*WORK REQUEST*. Repeat the records below line by line, exactly, finishing on the line that contains "for kind in".

*Items from a dataset*.
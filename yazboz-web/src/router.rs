use yazboz_core::GameKind;
use yew_router::prelude::*;

#[derive(Clone, Debug, Routable, PartialEq, Eq)]
pub enum Route {
    #[at("/")]
    Home,
    #[at("/oyun/:slug")]
    Setup { slug: String },
    #[at("/oyun/:slug/skor")]
    Scoreboard { slug: String },
    #[at("/404")]
    #[not_found]
    NotFound,
}

impl Route {
    #[must_use]
    pub fn setup(kind: GameKind) -> Self {
        Self::Setup {
            slug: kind.slug().to_string(),
        }
    }

    #[must_use]
    pub fn scoreboard(kind: GameKind) -> Self {
        Self::Scoreboard {
            slug: kind.slug().to_string(),
        }
    }

    /// Game addressed by this route; unknown slugs resolve to `None`.
    #[must_use]
    pub fn game(&self) -> Option<GameKind> {
        match self {
            Self::Setup { slug } | Self::Scoreboard { slug } => GameKind::from_slug(slug),
            Self::Home | Self::NotFound => None,
        }
    }
}

#[cfg(test)]
mod tests {
    use super::*;

    #[test]
    fn routes_round_trip_through_paths() {
        for kind in GameKind::ALL {
            let setup = Route::setup(kind);
            let board = Route::scoreboard(kind);
            assert_eq!(Route::recognize(&setup.to_path()), Some(setup.clone()));
            assert_eq!(Route::recognize(&board.to_path()), Some(board.clone()));
            assert_eq!(setup.game(), Some(kind));
            assert_eq!(board.game(), Some(kind));
        }
        assert_eq!(Route::scoreboard(GameKind::Penalty101).to_path(), "/oyun/cezali-101/skor");
    }

    #[test]
    fn unknown_slugs_have_no_game() {
        let route = Route::Setup {
            slug: "tavla".into(),
        };
        assert_eq!(route.game(), None);
        assert_eq!(Route::Home.game(), None);
    }
}
#![forbid(unsafe_code)]
#[cfg(target_arch = "wasm32")]
use wasm_bindgen::prelude::*;

pub mod app;
pub mod clock;
pub mod components;
pub mod i18n;
pub mod pages;
pub mod router;
pub mod scoreboard;
pub mod storage;

#[cfg(target_arch = "wasm32")]
#[wasm_bindgen(start)]
pub fn start() {
    #[cfg(feature = "console_error_panic_hook")]
    console_error_panic_hook::set_once();
    // Set <html lang> from the saved locale before the first render
    crate::i18n::set_lang(&crate::i18n::current_lang());
    yew::Renderer::<app::App>::new().render();
}
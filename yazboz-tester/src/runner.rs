use colored::Colorize;
use rand::SeedableRng;
use rand_chacha::ChaCha8Rng;
use serde::{Deserialize, Serialize};
use std::time::{Duration, Instant};

use crate::scenarios::Scenario;

#[derive(Debug, Clone, Serialize, Deserialize)]
pub struct ScenarioResult {
    pub scenario_name: String,
    pub seed: u64,
    pub passed: bool,
    pub iterations_run: usize,
    pub successful_iterations: usize,
    pub failures: Vec<String>,
    #[serde(with = "duration_serde")]
    pub average_duration: Duration,
}

pub struct ScenarioRunner {
    verbose: bool,
}

impl ScenarioRunner {
    pub const fn new(verbose: bool) -> Self {
        Self { verbose }
    }

    /// One result per seed.
    pub fn run_scenario(
        &self,
        scenario: &Scenario,
        seeds: &[u64],
        iterations: usize,
    ) -> Vec<ScenarioResult> {
        seeds
            .iter()
            .map(|&seed| {
                if self.verbose {
                    println!(
                        "🧪 Testing scenario: {} (seed: {seed})",
                        scenario.key.bright_white()
                    );
                }
                self.run_single(scenario, seed, iterations)
            })
            .collect()
    }

    fn run_single(&self, scenario: &Scenario, seed: u64, iterations: usize) -> ScenarioResult {
        let mut successes = 0;
        let mut failures = Vec::new();
        let mut elapsed = Duration::ZERO;

        for i in 0..iterations {
            let iteration_seed = seed.wrapping_add(u64::try_from(i).unwrap_or(u64::MAX));
            let mut rng = ChaCha8Rng::seed_from_u64(iteration_seed);
            let start = Instant::now();
            let outcome = (scenario.run)(&mut rng);
            elapsed += start.elapsed();

            match outcome {
                Ok(()) => successes += 1,
                Err(err) => {
                    log::debug!("{} failed at seed {iteration_seed}: {err:?}", scenario.key);
                    failures.push(format!(
                        "Iteration {} (seed {iteration_seed}): {err:#}",
                        i + 1
                    ));
                }
            }
        }

        if self.verbose {
            println!(
                "   {successes}/{iterations} iterations passed in {elapsed:?}"
            );
        }

        let average_duration = if iterations == 0 {
            Duration::ZERO
        } else {
            elapsed / u32::try_from(iterations).unwrap_or(u32::MAX)
        };

        ScenarioResult {
            scenario_name: scenario.key.to_string(),
            seed,
            passed: failures.is_empty(),
            iterations_run: iterations,
            successful_iterations: successes,
            failures,
            average_duration,
        }
    }
}

mod duration_serde {
    use serde::{Deserialize, Deserializer, Serialize, Serializer};
    use std::time::Duration;

    pub fn serialize<S>(duration: &Duration, serializer: S) -> Result<S::Ok, S::Error>
    where
        S: Serializer,
    {
        duration.as_millis().serialize(serializer)
    }

    pub fn deserialize<'de, D>(deserializer: D) -> Result<Duration, D::Error>
    where
        D: Deserializer<'de>,
    {
        let millis = u128::deserialize(deserializer)?;
        Ok(Duration::from_millis(u64::try_from(millis).unwrap_or(0)))
    }
}

#[cfg(test)]
mod tests {
    use super::*;
    use crate::scenarios::get_scenario;

    fn failing(_: &mut ChaCha8Rng) -> anyhow::Result<()> {
        anyhow::bail!("scores drifted")
    }

    #[test]
    fn runs_each_seed_separately() {
        let scenario = get_scenario("drink-floor").unwrap();
        let results = ScenarioRunner::new(false).run_scenario(&scenario, &[1, 2, 3], 2);
        assert_eq!(results.len(), 3);
        assert!(results.iter().all(|r| r.passed && r.successful_iterations == 2));
        assert_eq!(results[1].seed, 2);
    }

    #[test]
    fn failures_carry_the_iteration_seed() {
        let scenario = Scenario {
            key: "always-fails",
            description: "",
            run: failing,
        };
        let results = ScenarioRunner::new(false).run_scenario(&scenario, &[10], 2);
        let result = &results[0];
        assert!(!result.passed);
        assert_eq!(result.successful_iterations, 0);
        assert_eq!(result.failures.len(), 2);
        assert!(result.failures[1].contains("seed 11"));
        assert!(result.failures[0].contains("scores drifted"));
    }

    #[test]
    fn zero_iterations_pass_with_zero_duration() {
        let scenario = get_scenario("okey-win").unwrap();
        let results = ScenarioRunner::new(true).run_scenario(&scenario, &[5], 0);
        assert!(results[0].passed);
        assert_eq!(results[0].average_duration, Duration::ZERO);
    }

    #[test]
    fn durations_serialize_as_millis() {
        let result = ScenarioResult {
            scenario_name: "okey-win".into(),
            seed: 1,
            passed: true,
            iterations_run: 1,
            successful_iterations: 1,
            failures: Vec::new(),
            average_duration: Duration::from_millis(42),
        };
        let json = serde_json::to_value(&result).unwrap();
        assert_eq!(json["average_duration"], 42);
        let back: ScenarioResult = serde_json::from_value(json).unwrap();
        assert_eq!(back.average_duration, Duration::from_millis(42));
    }
}
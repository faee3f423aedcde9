use crate::i18n::t;
use crate::scoreboard::ScoreAction;
use web_sys::{HtmlInputElement, HtmlSelectElement};
use yazboz_core::EditTarget;
use yew::prelude::*;

#[derive(Properties, Clone, PartialEq)]
pub struct PenaltyPanelProps {
    pub players: Vec<String>,
    pub penalties: Vec<Vec<i64>>,
    pub selected: Option<usize>,
    pub amount: String,
    pub on_action: Callback<ScoreAction>,
}

/// Penalty entry and per-player penalty lists (Cezalı 101).
#[function_component(PenaltyPanel)]
pub fn penalty_panel(props: &PenaltyPanelProps) -> Html {
    let on_select = {
        let cb = props.on_action.clone();
        Callback::from(move |e: Event| {
            let select: HtmlSelectElement = e.target_unchecked_into();
            cb.emit(ScoreAction::SelectPenaltyPlayer(select.value().parse().ok()));
        })
    };
    let on_amount = {
        let cb = props.on_action.clone();
        Callback::from(move |e: InputEvent| {
            let input: HtmlInputElement = e.target_unchecked_into();
            cb.emit(ScoreAction::PenaltyText(input.value()));
        })
    };
    let on_add = {
        let cb = props.on_action.clone();
        Callback::from(move |_| cb.emit(ScoreAction::AddPenalty))
    };

    let options = props.players.iter().enumerate().map(|(player, name)| {
        html! {
            <option value={player.to_string()} selected={props.selected == Some(player)}>
                { name.clone() }
            </option>
        }
    });

    let lists = props.players.iter().enumerate().map(|(player, name)| {
        let entries = props
            .penalties
            .get(player)
            .cloned()
            .unwrap_or_default()
            .into_iter()
            .enumerate()
            .map(|(index, amount)| {
                let edit = {
                    let cb = props.on_action.clone();
                    Callback::from(move |_| {
                        cb.emit(ScoreAction::BeginEdit(EditTarget::Penalty { player, index }));
                    })
                };
                let delete = {
                    let cb = props.on_action.clone();
                    Callback::from(move |_| cb.emit(ScoreAction::DeletePenalty { player, index }))
                };
                html! {
                    <li>
                        <button type="button" class="cell-edit" onclick={edit}>{ amount }</button>
                        <button type="button" class="danger" onclick={delete}>{ t("penalty.delete") }</button>
                    </li>
                }
            });
        html! {
            <div class="penalty-list">
                <h4>{ name.clone() }</h4>
                <ul>{ for entries }</ul>
            </div>
        }
    });

    html! {
        <section class="penalty-panel">
            <h3>{ t("penalty.title") }</h3>
            <select onchange={on_select}>
                <option value="" selected={props.selected.is_none()}>{ t("penalty.select_player") }</option>
                { for options }
            </select>
            <input type="text" inputmode="numeric" placeholder={t("penalty.amount")}
                value={props.amount.clone()} oninput={on_amount} />
            <button type="button" onclick={on_add}>{ t("penalty.add") }</button>
            <div class="penalty-lists">{ for lists }</div>
        </section>
    }
}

*TASK ANSWER*.
filename yazboz-web/src/router.rs
use yazboz_core::GameKind;
use yew_router::prelude::*;

#[derive(Clone, Debug, Routable, PartialEq, Eq)]
pub enum Route {
    #[at("/")]
    Home,
    #[at("/oyun/:slug")]
    Setup { slug: String },
    #[at("/oyun/:slug/skor")]
    Scoreboard { slug: String },
    #[at("/404")]
    #[not_found]
    NotFound,
}

impl Route {
    #[must_use]
    pub fn setup(kind: GameKind) -> Self {
        Self::Setup {
            slug: kind.slug().to_string(),
        }
    }

    #[must_use]
    pub fn scoreboard(kind: GameKind) -> Self {
        Self::Scoreboard {
            slug: kind.slug().to_string(),
        }
    }

    /// Game addressed by this route; unknown slugs resolve to `None`.
    #[must_use]
    pub fn game(&self) -> Option<GameKind> {
        match self {
            Self::Setup { slug } | Self::Scoreboard { slug } => GameKind::from_slug(slug),
            Self::Home | Self::NotFound => None,
        }
    }
}

#[cfg(test)]
mod tests {
    use super::*;

    #[test]
    fn routes_round_trip_through_paths() {
        for kind in GameKind::ALL {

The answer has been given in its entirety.